> TASK GOAL
Retype exactly the lines below, beginning with the first and ending with the line where "pub fn max_z(&self)" appears.

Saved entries
-------------------------

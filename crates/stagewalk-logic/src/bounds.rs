//! Axis-aligned ground-plane rectangles for rooms and navigator clamps.

use serde::{Deserialize, Serialize};

use crate::math::Vec2;

/// Axis-aligned bounding rectangle on the x/z plane (center + half-extents).
#[derive(Debug, Clone, Copy, PartialEq, Serialize, Deserialize)]
pub struct RoomBounds {
    pub cx: f32,
    pub cz: f32,
    pub half_w: f32,
    pub half_d: f32,
}

impl RoomBounds {
    /// Bounds centered on `(x, z)` with full `width` (x) and `depth` (z).
    pub fn new(x: f32, z: f32, width: f32, depth: f32) -> Self {
        Self {
            cx: x,
            cz: z,
            half_w: width / 2.0,
            half_d: depth / 2.0,
        }
    }

    pub fn from_corners(min_x: f32, min_z: f32, max_x: f32, max_z: f32) -> Self {
        Self::new(
            (min_x + max_x) / 2.0,
            (min_z + max_z) / 2.0,
            max_x - min_x,
            max_z - min_z,
        )
    }

    pub fn min_x(&self) -> f32 {
        self.cx - self.half_w
    }
    pub fn max_x(&self) -> f32 {
        self.cx + self.half_w
    }
    pub fn min_z(&self) -> f32 {
        self.cz - self.half_d
    }
    pub fn max_z(&self) -> f32 {
        self.cz + self.half_d
    }

    pub fn center(&self) -> Vec2 {
        Vec2::new(self.cx, self.cz)
    }

    /// Check if a point (with radius padding) is inside the rectangle.
    pub fn contains(&self, x: f32, z: f32, radius: f32) -> bool {
        x >= self.min_x() + radius
            && x <= self.max_x() - radius
            && z >= self.min_z() + radius
            && z <= self.max_z() - radius
    }

    /// Clamp a point to stay inside the rectangle (with radius padding).
    ///
    /// When the padding exceeds a half-extent the axis collapses onto the
    /// center line instead of producing an inverted range.
    pub fn clamp(&self, x: f32, z: f32, radius: f32) -> (f32, f32) {
        let rx = radius.min(self.half_w);
        let rz = radius.min(self.half_d);
        (
            x.clamp(self.min_x() + rx, self.max_x() - rx),
            z.clamp(self.min_z() + rz, self.max_z() - rz),
        )
    }

    /// Smallest rectangle covering both.
    pub fn union(&self, other: &RoomBounds) -> RoomBounds {
        RoomBounds::from_corners(
            self.min_x().min(other.min_x()),
            self.min_z().min(other.min_z()),
            self.max_x().max(other.max_x()),
            self.max_z().max(other.max_z()),
        )
    }
}
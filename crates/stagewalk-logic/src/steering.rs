//! Steering behaviors as pure force functions on the ground plane.
//!
//! Each behavior returns a force vector. The navigator sums them in a fixed
//! order (primary behavior, then obstacle avoidance), clamps the sum to
//! `max_force` and integrates. Keeping the order fixed makes a seeded run
//! reproduce the same floats on every platform.

use rand::Rng;
use serde::{Deserialize, Serialize};

use crate::math::Vec2;

/// A solid collider the navigator steers around.
#[derive(Debug, Clone, Copy, PartialEq, Serialize, Deserialize)]
pub struct Obstacle {
    pub center: Vec2,
    pub radius: f32,
}

impl Obstacle {
    pub fn new(x: f32, z: f32, radius: f32) -> Self {
        Self {
            center: Vec2::new(x, z),
            radius,
        }
    }
}

/// Seek `target`, slowing linearly inside `slowing_radius`.
pub fn arrive(position: Vec2, velocity: Vec2, target: Vec2, max_speed: f32, slowing_radius: f32) -> Vec2 {
    let offset = target - position;
    let dist = offset.length();
    if dist <= f32::EPSILON {
        return -velocity;
    }
    let speed = if dist < slowing_radius {
        max_speed * dist / slowing_radius
    } else {
        max_speed
    };
    offset * (speed / dist) - velocity
}

/// Full-speed flight directly away from `threat`.
pub fn flee(position: Vec2, velocity: Vec2, threat: Vec2, max_speed: f32) -> Vec2 {
    let mut away = (position - threat).normalize();
    if away.is_zero() {
        // standing on the threat: any direction will do, keep it deterministic
        away = Vec2::new(0.0, 1.0);
    }
    away * max_speed - velocity
}

/// Wander-circle state carried between frames.
#[derive(Debug, Clone, Copy, Default, PartialEq)]
pub struct WanderState {
    /// Offset of the wander target around the circle, relative to heading.
    pub angle: f32,
}

/// Circle placement for [`wander`].
#[derive(Debug, Clone, Copy)]
pub struct WanderParams {
    pub radius: f32,
    pub distance: f32,
    pub jitter: f32,
}

/// Reynolds wander: a point on a circle projected ahead of the agent, nudged
/// a little each call.
///
/// The result is never shorter than `distance - radius`, so as long as the
/// circle sits ahead of the agent the force never vanishes.
pub fn wander<R: Rng>(heading: f32, state: &mut WanderState, params: &WanderParams, rng: &mut R) -> Vec2 {
    state.angle += rng.gen_range(-1.0f32..=1.0) * params.jitter;
    let ahead = Vec2::from_yaw(heading) * params.distance;
    let rim = Vec2::from_yaw(heading + state.angle) * params.radius;
    ahead + rim
}

/// Repulsion from every obstacle whose clearance zone contains the agent,
/// strongest at contact and fading to zero at `range` beyond the surfaces.
pub fn avoid_obstacles(
    position: Vec2,
    velocity: Vec2,
    obstacles: &[Obstacle],
    agent_radius: f32,
    range: f32,
    weight: f32,
) -> Vec2 {
    let mut force = Vec2::ZERO;
    for obstacle in obstacles {
        let offset = position - obstacle.center;
        let dist = offset.length();
        let reach = obstacle.radius + agent_radius + range;
        if dist >= reach {
            continue;
        }
        let away = if dist > f32::EPSILON {
            offset * (1.0 / dist)
        } else {
            // dead center: sidestep perpendicular to travel
            let side = Vec2::new(velocity.z, -velocity.x).normalize();
            if side.is_zero() {
                Vec2::new(1.0, 0.0)
            } else {
                side
            }
        };
        force += away * (weight * (1.0 - dist / reach));
    }
    force
}
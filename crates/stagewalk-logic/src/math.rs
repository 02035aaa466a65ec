//! Small vector types for world positions and ground-plane steering.
//!
//! World space is y-up. Characters steer on the x/z ground plane (`Vec2`);
//! full world points such as waypoints and room origins use `Vec3`.

use serde::{Deserialize, Serialize};

/// 3D world-space point or offset (y is up).
#[derive(Debug, Clone, Copy, Default, Serialize, Deserialize, PartialEq)]
pub struct Vec3 {
    pub x: f32,
    pub y: f32,
    pub z: f32,
}

impl Vec3 {
    pub const ZERO: Self = Self {
        x: 0.0,
        y: 0.0,
        z: 0.0,
    };

    pub fn new(x: f32, y: f32, z: f32) -> Self {
        Self { x, y, z }
    }

    pub fn distance(&self, other: &Self) -> f32 {
        let dx = self.x - other.x;
        let dy = self.y - other.y;
        let dz = self.z - other.z;
        (dx * dx + dy * dy + dz * dz).sqrt()
    }

    /// Projection onto the ground plane.
    pub fn ground(&self) -> Vec2 {
        Vec2::new(self.x, self.z)
    }
}

impl std::ops::Add for Vec3 {
    type Output = Self;
    fn add(self, other: Self) -> Self {
        Self {
            x: self.x + other.x,
            y: self.y + other.y,
            z: self.z + other.z,
        }
    }
}

/// Ground-plane vector: `x` and `z` world axes.
#[derive(Debug, Clone, Copy, Default, Serialize, Deserialize, PartialEq)]
pub struct Vec2 {
    pub x: f32,
    pub z: f32,
}

impl Vec2 {
    pub const ZERO: Self = Self { x: 0.0, z: 0.0 };

    pub fn new(x: f32, z: f32) -> Self {
        Self { x, z }
    }

    /// Unit vector for a yaw angle, matching [`Vec2::yaw`].
    pub fn from_yaw(yaw: f32) -> Self {
        Self {
            x: yaw.sin(),
            z: yaw.cos(),
        }
    }

    pub fn length_squared(&self) -> f32 {
        self.x * self.x + self.z * self.z
    }

    pub fn length(&self) -> f32 {
        self.length_squared().sqrt()
    }

    pub fn distance(&self, other: &Self) -> f32 {
        (*self - *other).length()
    }

    pub fn normalize(&self) -> Self {
        let len = self.length();
        if len > 0.0 {
            Self {
                x: self.x / len,
                z: self.z / len,
            }
        } else {
            Self::ZERO
        }
    }

    /// Scale down to `max` if longer; shorter vectors are returned unchanged.
    pub fn clamp_length(&self, max: f32) -> Self {
        let len_sq = self.length_squared();
        if len_sq > max * max && len_sq > 0.0 {
            *self * (max / len_sq.sqrt())
        } else {
            *self
        }
    }

    /// Yaw around +y, zero facing +z.
    pub fn yaw(&self) -> f32 {
        self.x.atan2(self.z)
    }

    pub fn is_zero(&self) -> bool {
        self.x == 0.0 && self.z == 0.0
    }
}

impl std::ops::Add for Vec2 {
    type Output = Self;
    fn add(self, other: Self) -> Self {
        Self {
            x: self.x + other.x,
            z: self.z + other.z,
        }
    }
}

impl std::ops::AddAssign for Vec2 {
    fn add_assign(&mut self, other: Self) {
        self.x += other.x;
        self.z += other.z;
    }
}

impl std::ops::Sub for Vec2 {
    type Output = Self;
    fn sub(self, other: Self) -> Self {
        Self {
            x: self.x - other.x,
            z: self.z - other.z,
        }
    }
}

impl std::ops::Mul<f32> for Vec2 {
    type Output = Self;
    fn mul(self, scalar: f32) -> Self {
        Self {
            x: self.x * scalar,
            z: self.z * scalar,
        }
    }
}

impl std::ops::Neg for Vec2 {
    type Output = Self;
    fn neg(self) -> Self {
        Self {
            x: -self.x,
            z: -self.z,
        }
    }
}

#[cfg(test)]
mod tests {
    use super::*;

    #[test]
    fn clamp_length_only_shrinks() {
        let v = Vec2::new(3.0, 4.0);
        let c = v.clamp_length(2.5);
        assert!((c.length() - 2.5).abs() < 0.001);
        assert_eq!(v.clamp_length(10.0), v);
    }

    #[test]
    fn normalize_zero_is_zero() {
        assert_eq!(Vec2::ZERO.normalize(), Vec2::ZERO);
    }

    #[test]
    fn yaw_round_trips_direction() {
        let dir = Vec2::new(1.0, 1.0).normalize();
        let back = Vec2::from_yaw(dir.yaw());
        assert!((back.x - dir.x).abs() < 0.001);
        assert!((back.z - dir.z).abs() < 0.001);
    }
}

-------------------------

> WRITTEN SOLUTION
filename crates/stagewalk-logic/src/bounds.rs
//! Axis-aligned ground-plane rectangles for rooms and navigator clamps.

use serde::{Deserialize, Serialize};

use crate::math::Vec2;

/// Axis-aligned bounding rectangle on the x/z plane (center + half-extents).
#[derive(Debug, Clone, Copy, PartialEq, Serialize, Deserialize)]
pub struct RoomBounds {
    pub cx: f32,
    pub cz: f32,
    pub half_w: f32,
    pub half_d: f32,
}

impl RoomBounds {
    /// Bounds centered on `(x, z)` with full `width` (x) and `depth` (z).
    pub fn new(x: f32, z: f32, width: f32, depth: f32) -> Self {
        Self {
            cx: x,
            cz: z,
            half_w: width / 2.0,
            half_d: depth / 2.0,
        }
    }

    pub fn from_corners(min_x: f32, min_z: f32, max_x: f32, max_z: f32) -> Self {
        Self::new(
            (min_x + max_x) / 2.0,
            (min_z + max_z) / 2.0,
            max_x - min_x,
            max_z - min_z,
        )
    }

    pub fn min_x(&self) -> f32 {
        self.cx - self.half_w
    }
    pub fn max_x(&self) -> f32 {
        self.cx + self.half_w
    }
    pub fn min_z(&self) -> f32 {
        self.cz - self.half_d
    }
    pub fn max_z(&self) -> f32 {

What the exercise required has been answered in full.